Cologuard is prescribed by doctors to patients with an average risk of the disease. Exact Sciences mails out the test. A patient deposits his or her stool sample and then ships it back to a laboratory. The results are then sent to the patient's doctor. The test checks for DNA changes that could be a sign of cancer, as well as blood in the stool.
The company's latest spot, No Place Like Home, first aired on September 11 and is meant to showcase the product's benefits when compared to undergoing a colonoscopy procedure, such as that it can be taken at home and patients don't need to prepare in advance.
The ad features a personified Cologuard kit known as “little CG.” The walking and talking box takes viewers on a tour of all the places you should not take a Cologuard test, such as while waiting on line, or in a portable toilet, before arriving at home.
Deborah Lotterman, chief creative officer of Precisioneffect, which developed the campaign, said “little CG” is meant to “make the test accessible and friendly,” adding that the agency found that he aided consumers' recall of the test.
The company decided to personify the product to lighten up a serious topic, according to Leigh Myers, Exact Sciences' director of brand and patient marketing. “He helps to alleviate some of the barriers and fears that people associate with colon screening,” she said.
The Centers for Disease Control and Prevention estimates that one-third of U.S. adults do not get screened for colon cancer.

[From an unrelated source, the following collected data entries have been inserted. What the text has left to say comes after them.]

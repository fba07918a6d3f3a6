//! Controller command encoding and dispatch.

use arctic_traits::DeviceGateway;
use arctic_traits::opcodes::{DON, PCI_ID, TIM_ID, UTIL_ID};

use crate::error::{CommandError, Result};
use crate::hw_error::map_transport_error;

/// Board a command is addressed to.
#[derive(Debug, Clone, Copy, PartialEq, Eq, Hash)]
pub enum BoardId {
    Pci,
    Timing,
    Utility,
}

impl BoardId {
    pub fn value(self) -> u32 {
        match self {
            BoardId::Pci => PCI_ID,
            BoardId::Timing => TIM_ID,
            BoardId::Utility => UTIL_ID,
        }
    }
}

impl TryFrom<u32> for BoardId {
    type Error = CommandError;

    fn try_from(v: u32) -> std::result::Result<Self, Self::Error> {
        match v {
            PCI_ID => Ok(BoardId::Pci),
            TIM_ID => Ok(BoardId::Timing),
            UTIL_ID => Ok(BoardId::Utility),
            other => Err(CommandError::UnknownBoard(other)),
        }
    }
}

/// Render a 24-bit code as its three-letter mnemonic, or as hex when any
/// byte is outside `A..=Z`.
pub fn format_cmd(code: u32) -> String {
    let bytes = [(code >> 16) as u8, (code >> 8) as u8, code as u8];
    if code <= 0xFF_FFFF && bytes.iter().all(u8::is_ascii_uppercase) {
        bytes.iter().map(|&b| char::from(b)).collect()
    } else {
        format!("0x{code:x}")
    }
}

/// One 5-word controller command.
#[derive(Debug, Clone, Copy, PartialEq, Eq)]
pub struct Command {
    pub board: BoardId,
    pub cmd: u32,
    pub args: [u32; 3],
}

impl Command {
    pub fn new(board: BoardId, cmd: u32, arg1: u32, arg2: u32, arg3: u32) -> Self {
        Self {
            board,
            cmd,
            args: [arg1, arg2, arg3],
        }
    }
}

impl core::fmt::Display for Command {
    fn fmt(&self, f: &mut core::fmt::Formatter<'_>) -> core::fmt::Result {
        let [a1, a2, a3] = self.args;
        write!(
            f,
            "board=0x{:x} {} 0x{a1:x} 0x{a2:x} 0x{a3:x}",
            self.board.value(),
            format_cmd(self.cmd)
        )
    }
}

/// Send a command and require a `DON` reply.
///
/// `description` names the operation in errors and logs. An unknown
/// `board_id` is rejected before the gateway is touched.
pub fn run_command<G: DeviceGateway + ?Sized>(
    gateway: &mut G,
    description: &str,
    board_id: u32,
    cmd: u32,
    arg1: u32,
    arg2: u32,
    arg3: u32,
) -> Result<()> {
    let board = BoardId::try_from(board_id)?;
    send(gateway, description, Command::new(board, cmd, arg1, arg2, arg3))
}

/// Typed variant of [`run_command`].
pub fn send<G: DeviceGateway + ?Sized>(
    gateway: &mut G,
    description: &str,
    command: Command,
) -> Result<()> {
    let [a1, a2, a3] = command.args;
    tracing::debug!(%command, description, "sending command");
    let reply = gateway
        .command(command.board.value(), command.cmd, a1, a2, a3)
        .map_err(|e| map_transport_error(description, &*e))?;
    tracing::debug!(description, reply = %format_cmd(reply as u32), "reply");
    if reply != DON {
        return Err(CommandError::Failed {
            description: description.to_string(),
            code: reply,
        }
        .into());
    }
    Ok(())
}

#[cfg(test)]
mod tests {
    use super::*;
    use arctic_traits::opcodes::{ERR, SEX, Y_MEM};

    #[test]
    fn mnemonics_render_as_letters() {
        assert_eq!(format_cmd(SEX), "SEX");
        assert_eq!(format_cmd(DON as u32), "DON");
        assert_eq!(format_cmd(ERR as u32), "ERR");
        assert_eq!(format_cmd(Y_MEM | 5), "0x400005");
        assert_eq!(format_cmd(0x1_444F4E), "0x1444f4e");
    }

    #[test]
    fn board_ids_round_trip() {
        for b in [BoardId::Pci, BoardId::Timing, BoardId::Utility] {
            assert_eq!(BoardId::try_from(b.value()), Ok(b));
        }
        assert_eq!(BoardId::try_from(7), Err(CommandError::UnknownBoard(7)));
    }

    #[test]
    fn command_display_names_opcode() {
        let c = Command::new(BoardId::Timing, SEX, 0, 0, 0);
        assert_eq!(c.to_string(), "board=0x2 SEX 0x0 0x0 0x0");
    }
}
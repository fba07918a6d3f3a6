use std::time::Duration;

use arctic_core::mocks::{MemoryImageWriter, NoopDeinterlacer};
use arctic_core::{
    Camera, CameraError, ExposureKind, ExposureRequest, ExposureState, RunnerOpts,
    run_configured, run_exposure,
};
use arctic_hardware::SimulatedController;
use arctic_traits::clock::test_clock::TestClock;
use arctic_traits::opcodes::SEX;
use rstest::{fixture, rstest};

#[fixture]
fn clock() -> TestClock {
    TestClock::new()
}

fn camera(clock: &TestClock) -> Camera<SimulatedController<TestClock>> {
    Camera::builder()
        .with_gateway(SimulatedController::with_clock(clock.clone()))
        .with_clock(clock.clone())
        .build()
        .expect("camera")
}

fn opts() -> RunnerOpts {
    RunnerOpts {
        poll: Duration::from_millis(50),
        timeout_margin: Duration::from_secs(5),
    }
}

#[rstest]
fn runs_exposure_to_saved_image(clock: TestClock) {
    let mut cam = camera(&clock);
    let mut dl = NoopDeinterlacer::default();
    let mut writer = MemoryImageWriter::default();
    let req = ExposureRequest::new(2.0, ExposureKind::Object, "run.fits");

    let report = run_exposure(&mut cam, &req, &mut dl, &mut writer, opts()).unwrap();

    assert_eq!(report.estimated_duration, Some(2.0));
    assert!(report.elapsed >= Duration::from_secs(2), "{:?}", report.elapsed);
    assert_eq!(dl.calls, 1);
    assert_eq!(writer.pixels.len(), cam.config().image_bytes());
    assert_eq!(cam.exposure_state(), ExposureState::Idle);
}

#[rstest]
fn rejected_request_starts_nothing(clock: TestClock) {
    let mut cam = camera(&clock);
    cam.gateway_mut().clear_commands();
    let req = ExposureRequest::new(3.0, ExposureKind::Bias, "bias");
    let err = run_exposure(
        &mut cam,
        &req,
        &mut NoopDeinterlacer::default(),
        &mut MemoryImageWriter::default(),
        opts(),
    )
    .unwrap_err();
    assert!(err.is_user_error());
    assert!(cam.gateway().commands().is_empty());
    assert_eq!(clock.offset(), Duration::ZERO);
}

#[rstest]
fn stalled_exposure_times_out_and_aborts(clock: TestClock) {
    let mut cam = camera(&clock);
    // The controller acknowledges SEX but never starts.
    cam.gateway_mut().force_reply(SEX, arctic_traits::opcodes::DON);
    let req = ExposureRequest::new(1.0, ExposureKind::Dark, "dark");

    let err = run_exposure(
        &mut cam,
        &req,
        &mut NoopDeinterlacer::default(),
        &mut MemoryImageWriter::default(),
        opts(),
    )
    .unwrap_err();

    match err {
        CameraError::Timeout(budget) => assert!(budget > Duration::from_secs(6)),
        other => panic!("expected timeout, got {other:?}"),
    }
    assert_eq!(cam.exposure_state(), ExposureState::Idle);
}

#[test]
fn runs_from_loaded_config() {
    let cfg = arctic_config::load_toml(
        r#"
        [readout]
        rate = "fast"
        bin_col = 4
        bin_row = 4

        [runner]
        poll_ms = 10
        timeout_margin_ms = 5000
        "#,
    )
    .unwrap();
    let mut writer = MemoryImageWriter::default();
    let report = run_configured(
        SimulatedController::new(),
        &cfg,
        &ExposureRequest::new(0.0, ExposureKind::Bias, "bias.fits"),
        &mut NoopDeinterlacer::default(),
        &mut writer,
    )
    .unwrap();
    assert_eq!(report.estimated_duration, Some(0.0));
    assert_eq!((writer.width, writer.height), (1024 + 4 + 28, 1024 + 2));
}

#[test]
fn invalid_config_is_reported_with_context() {
    let mut cfg = arctic_config::Config::default();
    cfg.runner.poll_ms = 0;
    let err = run_configured(
        SimulatedController::new(),
        &cfg,
        &ExposureRequest::new(0.0, ExposureKind::Bias, "bias.fits"),
        &mut NoopDeinterlacer::default(),
        &mut MemoryImageWriter::default(),
    )
    .unwrap_err();
    let chain = format!("{err:#}");
    assert!(chain.contains("invalid configuration"), "{chain}");
    assert!(chain.contains("poll_ms"), "{chain}");
}
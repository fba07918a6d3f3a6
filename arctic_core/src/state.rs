//! Exposure state as reported to callers.

/// State tag without payload.
#[derive(Debug, Clone, Copy, PartialEq, Eq, Hash)]
pub enum StateEnum {
    Idle,
    Exposing,
    Paused,
    Reading,
    ImageRead,
}

impl StateEnum {
    pub fn name(self) -> &'static str {
        match self {
            StateEnum::Idle => "Idle",
            StateEnum::Exposing => "Exposing",
            StateEnum::Paused => "Paused",
            StateEnum::Reading => "Reading",
            StateEnum::ImageRead => "ImageRead",
        }
    }
}

impl core::fmt::Display for StateEnum {
    fn fmt(&self, f: &mut core::fmt::Formatter<'_>) -> core::fmt::Result {
        f.write_str(self.name())
    }
}

/// Derived exposure state; computed on demand, never stored.
///
/// Times are in seconds. For `Exposing` and `Paused`, `full_time` is the
/// commanded exposure time and `rem_time` the time left in the current
/// segment. For `Reading` they are the full and remaining readout time.
#[derive(Debug, Clone, Copy, PartialEq)]
pub enum ExposureState {
    Idle,
    Exposing { full_time: f64, rem_time: f64 },
    Paused { full_time: f64, rem_time: f64 },
    Reading { full_time: f64, rem_time: f64 },
    ImageRead,
}

impl ExposureState {
    pub fn state(&self) -> StateEnum {
        match self {
            ExposureState::Idle => StateEnum::Idle,
            ExposureState::Exposing { .. } => StateEnum::Exposing,
            ExposureState::Paused { .. } => StateEnum::Paused,
            ExposureState::Reading { .. } => StateEnum::Reading,
            ExposureState::ImageRead => StateEnum::ImageRead,
        }
    }

    /// True from the start of an exposure until its image is saved or aborted.
    pub fn is_busy(&self) -> bool {
        !matches!(self, ExposureState::Idle)
    }

    pub fn full_time(&self) -> f64 {
        match *self {
            ExposureState::Exposing { full_time, .. }
            | ExposureState::Paused { full_time, .. }
            | ExposureState::Reading { full_time, .. } => full_time,
            ExposureState::Idle | ExposureState::ImageRead => 0.0,
        }
    }

    pub fn rem_time(&self) -> f64 {
        match *self {
            ExposureState::Exposing { rem_time, .. }
            | ExposureState::Paused { rem_time, .. }
            | ExposureState::Reading { rem_time, .. } => rem_time,
            ExposureState::Idle | ExposureState::ImageRead => 0.0,
        }
    }
}

impl core::fmt::Display for ExposureState {
    fn fmt(&self, f: &mut core::fmt::Formatter<'_>) -> core::fmt::Result {
        if matches!(
            self,
            ExposureState::Exposing { .. }
                | ExposureState::Paused { .. }
                | ExposureState::Reading { .. }
        ) {
            write!(
                f,
                "{}(fullTime={:.3}, remTime={:.3})",
                self.state(),
                self.full_time(),
                self.rem_time()
            )
        } else {
            write!(f, "{}", self.state())
        }
    }
}

/// What is being exposed; decides the shutter and whether time may be nonzero.
#[derive(Debug, Clone, Copy, PartialEq, Eq, Hash)]
pub enum ExposureKind {
    /// Zero-second readout with the shutter closed.
    Bias,
    Dark,
    Flat,
    Object,
}

impl ExposureKind {
    pub fn name(self) -> &'static str {
        match self {
            ExposureKind::Bias => "Bias",
            ExposureKind::Dark => "Dark",
            ExposureKind::Flat => "Flat",
            ExposureKind::Object => "Object",
        }
    }

    pub fn opens_shutter(self) -> bool {
        match self {
            ExposureKind::Bias | ExposureKind::Dark => false,
            ExposureKind::Flat | ExposureKind::Object => true,
        }
    }
}

impl core::fmt::Display for ExposureKind {
    fn fmt(&self, f: &mut core::fmt::Formatter<'_>) -> core::fmt::Result {
        f.write_str(self.name())
    }
}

Lotterman said some of the reasons people put it off, according to their research, is due to misconceptions about the disease: that if you eat well you won't get the disease or that the only people who are diagnosed have a family history of colon cancer.
The first ad, Colon Cancer Screening Made Easy, debuted in 2016. The ads have aired on MSNBC, CNN, Fox News, Golf Channel, as well as syndicated programming, such as Wheel of Fortune, The Price is Right, and Jeopardy.
Since Exact Sciences' began advertising the test, its business has grown considerably. The company, whose only marketed product is Cologuard, saw its revenue grow by 139% from $36 million in 2015 to $87 million in 2016 — and, in its most recent earnings call, the company raised its annual forecast to between $230 million to $240 million for 2017 from $195 to $205 million. Cologuard was approved by the FDA in 2014.
Still, it is not the only noninvasive test to detect colon cancer. There are two others, the FIT and FOBT tests, which are cheaper but also less likely to detect the biomarkers of colon cancer than Cologuard, according to an overview of screening tests published in the World Journal of Gastrointestinal Oncology in 2016. That study estimates the Cologuard costs $599 per test and that the FIT test runs between $10 and $50.